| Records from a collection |
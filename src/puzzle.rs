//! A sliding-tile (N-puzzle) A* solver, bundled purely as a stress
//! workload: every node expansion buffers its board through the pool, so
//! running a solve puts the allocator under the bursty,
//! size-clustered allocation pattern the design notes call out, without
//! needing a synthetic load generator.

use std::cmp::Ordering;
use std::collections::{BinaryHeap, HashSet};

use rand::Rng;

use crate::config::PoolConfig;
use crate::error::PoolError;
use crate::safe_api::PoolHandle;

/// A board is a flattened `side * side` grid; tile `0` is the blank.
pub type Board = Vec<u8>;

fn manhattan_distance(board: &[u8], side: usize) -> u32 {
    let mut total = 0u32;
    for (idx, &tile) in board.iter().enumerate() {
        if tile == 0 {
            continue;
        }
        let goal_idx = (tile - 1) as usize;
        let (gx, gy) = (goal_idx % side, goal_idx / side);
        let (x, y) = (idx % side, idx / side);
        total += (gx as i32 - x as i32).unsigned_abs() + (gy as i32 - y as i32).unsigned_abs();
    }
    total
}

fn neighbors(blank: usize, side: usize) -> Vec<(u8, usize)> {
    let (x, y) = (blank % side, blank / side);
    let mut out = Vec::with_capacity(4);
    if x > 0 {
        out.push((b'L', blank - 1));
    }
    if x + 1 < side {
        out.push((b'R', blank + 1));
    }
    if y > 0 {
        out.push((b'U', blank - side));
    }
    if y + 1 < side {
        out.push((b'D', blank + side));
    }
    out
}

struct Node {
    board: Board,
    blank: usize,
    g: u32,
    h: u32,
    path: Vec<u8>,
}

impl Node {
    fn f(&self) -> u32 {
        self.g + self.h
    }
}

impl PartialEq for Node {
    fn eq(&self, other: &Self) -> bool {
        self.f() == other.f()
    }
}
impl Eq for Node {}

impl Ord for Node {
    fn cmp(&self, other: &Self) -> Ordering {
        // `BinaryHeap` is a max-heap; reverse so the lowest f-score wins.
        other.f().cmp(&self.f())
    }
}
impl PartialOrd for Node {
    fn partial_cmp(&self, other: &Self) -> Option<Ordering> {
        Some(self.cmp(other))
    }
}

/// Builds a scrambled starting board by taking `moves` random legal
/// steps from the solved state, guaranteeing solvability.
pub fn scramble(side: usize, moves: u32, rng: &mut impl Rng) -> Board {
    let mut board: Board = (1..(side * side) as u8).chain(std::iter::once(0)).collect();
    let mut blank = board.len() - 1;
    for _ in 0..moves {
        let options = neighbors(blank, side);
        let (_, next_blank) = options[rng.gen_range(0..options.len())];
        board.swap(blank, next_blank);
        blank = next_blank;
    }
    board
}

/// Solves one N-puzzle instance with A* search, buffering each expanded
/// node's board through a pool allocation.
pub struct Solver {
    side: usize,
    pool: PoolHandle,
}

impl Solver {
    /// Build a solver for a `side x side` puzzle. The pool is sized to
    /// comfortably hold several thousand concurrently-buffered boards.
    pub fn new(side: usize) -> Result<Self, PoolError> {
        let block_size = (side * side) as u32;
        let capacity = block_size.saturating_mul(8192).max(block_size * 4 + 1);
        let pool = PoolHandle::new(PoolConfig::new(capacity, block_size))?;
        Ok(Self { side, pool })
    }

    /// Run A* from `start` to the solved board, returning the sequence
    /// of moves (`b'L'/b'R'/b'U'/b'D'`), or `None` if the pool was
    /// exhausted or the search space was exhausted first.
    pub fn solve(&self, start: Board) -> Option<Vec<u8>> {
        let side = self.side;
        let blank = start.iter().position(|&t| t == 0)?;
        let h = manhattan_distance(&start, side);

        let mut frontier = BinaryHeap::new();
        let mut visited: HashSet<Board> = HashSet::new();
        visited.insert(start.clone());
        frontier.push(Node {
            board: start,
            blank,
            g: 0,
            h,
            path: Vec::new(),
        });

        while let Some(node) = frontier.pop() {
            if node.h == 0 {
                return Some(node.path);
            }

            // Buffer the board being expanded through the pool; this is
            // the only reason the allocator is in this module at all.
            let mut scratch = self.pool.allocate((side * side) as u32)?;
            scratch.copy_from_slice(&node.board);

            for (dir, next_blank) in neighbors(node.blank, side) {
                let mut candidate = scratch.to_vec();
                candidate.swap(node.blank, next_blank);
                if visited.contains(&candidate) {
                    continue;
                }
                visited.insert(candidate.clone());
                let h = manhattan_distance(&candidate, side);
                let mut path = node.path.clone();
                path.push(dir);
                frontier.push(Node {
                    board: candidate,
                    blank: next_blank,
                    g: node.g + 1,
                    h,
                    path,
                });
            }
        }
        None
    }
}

| WHAT IS EXPECTED |
In the entries above, copy each line that contains the string "search".

| RESULT OF THIS EXERCISE |
/// Solves one N-puzzle instance with A* search, buffering each expanded
    /// exhausted or the search space was exhausted first.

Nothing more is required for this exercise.